# Kernel Design & Function Priors

**Bayesian Optimisation Series · Notebook 2 of 3**

The kernel is the *only* place where prior knowledge about the objective function enters the GP model. This notebook:
1. Implements RBF, Matérn 5/2, Matérn 3/2, and Periodic kernels from scratch
2. Visualises the correlation structure each kernel implies
3. Shows how length-scale $\ell$ controls smoothness
4. Demonstrates kernel composition (sum and product)
5. Computes the log marginal likelihood for hyperparameter selection

In [None]:
import numpy as np
import matplotlib.pyplot as plt
from matplotlib import rcParams
from scipy.special import gamma as gamma_fn

rcParams['figure.figsize'] = (12, 5)
rcParams['font.size'] = 12
rcParams['axes.spines.top'] = False
rcParams['axes.spines.right'] = False

np.random.seed(42)

## 1. Kernel Implementations

All kernels take two matrices of shape `(n, d)` and return an `(n, m)` kernel matrix.

In [None]:
def _cdist(X1, X2):
    """Pairwise Euclidean distances."""
    sq = np.sum(X1**2, 1).reshape(-1, 1) + np.sum(X2**2, 1).reshape(1, -1) - 2 * X1 @ X2.T
    return np.sqrt(np.maximum(sq, 0))


def rbf_kernel(X1, X2, l=1.0, sf=1.0):
    r = _cdist(X1, X2)
    return sf**2 * np.exp(-0.5 * (r / l)**2)
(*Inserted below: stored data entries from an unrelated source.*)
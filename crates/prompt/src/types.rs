//! Prompt types.

use serde::{Deserialize, Serialize};
use std::collections::HashMap;

/// A prompt definition loaded from YAML.
#[derive(Debug, Clone, Serialize, Deserialize)]
pub struct PromptDefinition {
    /// Unique prompt identifier
    pub id: String,

    /// Human-readable title
    pub title: String,

    /// API version for schema evolution
    #[serde(rename = "apiVersion")]
    pub api_version: String,

    /// Creator identifier
    #[serde(rename = "createdBy", default)]
    pub created_by: String,

    /// Behavioral settings
    #[serde(default)]
    pub behavior: PromptBehavior,

    /// Optional system message template
    #[serde(default, skip_serializing_if = "Option::is_none")]
    pub system: Option<String>,

    /// Template string with Handlebars syntax
    pub template: String,

    /// Expected output format
    #[serde(default)]
    pub output: PromptOutputSpec,
}

/// Behavioral settings for prompt execution.
#[derive(Debug, Clone, Serialize, Deserialize)]
pub struct PromptBehavior {
    /// Tone (e.g., "advisory", "neutral")
    #[serde(default = "default_tone")]
    pub tone: String,

    /// Style (e.g., "structured", "single-label")
    #[serde(default = "default_style")]
    pub style: String,
}

fn default_tone() -> String {
    "advisory".to_string()
}

fn default_style() -> String {
    "concise".to_string()
}

impl Default for PromptBehavior {
    fn default() -> Self {
        Self {
            tone: default_tone(),
            style: default_style(),
        }
    }
}

/// Expected output format of the prompt.
#[derive(Debug, Clone, Serialize, Deserialize)]
pub struct PromptOutputSpec {
    /// Output format (e.g., "text", "markdown", "label", "lines")
    pub format: String,
}

impl Default for PromptOutputSpec {
    fn default() -> Self {
        Self {
            format: "text".to_string(),
        }
    }
}

/// A fully built prompt ready for completion.
#[derive(Debug, Clone, Serialize, Deserialize)]
pub struct BuiltPrompt {
    /// System message (optional)
    pub system: Option<String>,

    /// User message (required)
    pub user: String,

    /// Metadata about the built prompt
    pub metadata: BuiltPromptMetadata,
}

/// Metadata about a built prompt.
#[derive(Debug, Clone, Serialize, Deserialize)]
pub struct BuiltPromptMetadata {
    /// Source prompt ID
    #[serde(rename = "sourcePromptId")]
    pub source_prompt_id: String,

    /// Template variables that were resolved
    #[serde(rename = "resolvedVariables")]
    pub resolved_variables: HashMap<String, String>,
}

impl BuiltPrompt {
    /// Create a new built prompt.
    pub fn new(
        system: Option<String>,
        user: String,
        source_prompt_id: String,
        resolved_variables: HashMap<String, String>,
    ) -> Self {
        Self {
            system,
            user,
            metadata: BuiltPromptMetadata {
                source_prompt_id,
                resolved_variables,
            },
        }
    }
}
def matern52_kernel(X1, X2, l=1.0, sf=1.0):
    r = _cdist(X1, X2)
    s = np.sqrt(5) * r / l
    return sf**2 * (1 + s + s**2 / 3) * np.exp(-s)


def matern32_kernel(X1, X2, l=1.0, sf=1.0):
    r = _cdist(X1, X2)
    s = np.sqrt(3) * r / l
    return sf**2 * (1 + s) * np.exp(-s)


def periodic_kernel(X1, X2, l=1.0, sf=1.0, period=1.0):
    r = _cdist(X1, X2)
    return sf**2 * np.exp(-2 * np.sin(np.pi * r / period)**2 / l**2)

## 2. Kernel Correlation Profiles

$k(r)$ vs distance $r = |x - x'|$ — each kernel decays differently.

In [None]:
r = np.linspace(0, 5, 300).reshape(-1, 1)
origin = np.zeros((1, 1))

fig, ax = plt.subplots(figsize=(10, 5))

kernels = [
    ('RBF (C∞ smooth)', rbf_kernel, 'steelblue'),
    ('Matérn 5/2 (C² smooth)', matern52_kernel, '#2ca02c'),
    ('Matérn 3/2 (C¹ smooth)', matern32_kernel, '#d62728'),
]

for name, kern, color in kernels:
    vals = kern(r, origin, l=1.0, sf=1.0).ravel()
    ax.plot(r, vals, label=name, linewidth=2.5, color=color)

ax.set_xlabel('Distance r = |x − x\'|')
ax.set_ylabel('k(r)')
ax.set_title('Kernel Correlation Profiles — How Quickly Correlation Decays with Distance')
ax.legend(fontsize=11)
ax.axhline(0, color='gray', linewidth=0.5)
plt.tight_layout()
plt.show()

## 3. GP Samples Under Different Kernels

Same random seed, different kernels → different function classes. The kernel *is* the prior.

In [None]:
X = np.linspace(-5, 5, 300).reshape(-1, 1)

kernel_configs = [
    ('RBF (ℓ=1.0)', lambda X1, X2: rbf_kernel(X1, X2, l=1.0)),
    ('Matérn 5/2 (ℓ=1.0)', lambda X1, X2: matern52_kernel(X1, X2, l=1.0)),
    ('Matérn 3/2 (ℓ=1.0)', lambda X1, X2: matern32_kernel(X1, X2, l=1.0)),
    ('Periodic (p=2.0, ℓ=1.0)', lambda X1, X2: periodic_kernel(X1, X2, l=1.0, period=2.0)),
]

fig, axes = plt.subplots(2, 2, figsize=(14, 8), sharex=True, sharey=True)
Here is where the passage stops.